_DATA FOR THE TASK_
//! External terminal launcher.
//!
//! Used by the timed-out diagnostic path to re-run a detail fetch
//! interactively, with no deadline applied.

use std::process::{Command, Stdio};

use snafu::ResultExt;

use crate::error::{Result, TerminalLaunchSnafu};
use crate::executor::applescript_escape;

/// Capability for opening a command in an interactive terminal window.
pub trait TerminalLauncher {
    /// Opens a new terminal window running `command`. Fire-and-forget: the
    /// spawned window is not tracked and its output is never read.
    fn open_interactive(&self, command: &str) -> Result<()>;
}

/// Launches commands in the macOS Terminal application via AppleScript.
#[derive(Debug, Clone, Copy, Default)]
pub struct MacTerminal;

impl TerminalLauncher for MacTerminal {
    fn open_interactive(&self, command: &str) -> Result<()> {
        let script = format!(
            "tell application \"Terminal\" to do script \"{}\"",
            applescript_escape(command)
        );
        Command::new("osascript")
            .args(["-e", &script, "-e", "tell application \"Terminal\" to activate"])
            .stdin(Stdio::null())
            .stdout(Stdio::null())
            .stderr(Stdio::null())
            .spawn()
            .context(TerminalLaunchSnafu)?;
        Ok(())
    }
}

_GOAL OF THE EXERCISE_
Please copy each line of the material that contains the word "application".

_SOLVED PROBLEM_
/// Launches commands in the macOS Terminal application via AppleScript.
            "tell application \"Terminal\" to do script \"{}\"",
            .args(["-e", &script, "-e", "tell application \"Terminal\" to activate"])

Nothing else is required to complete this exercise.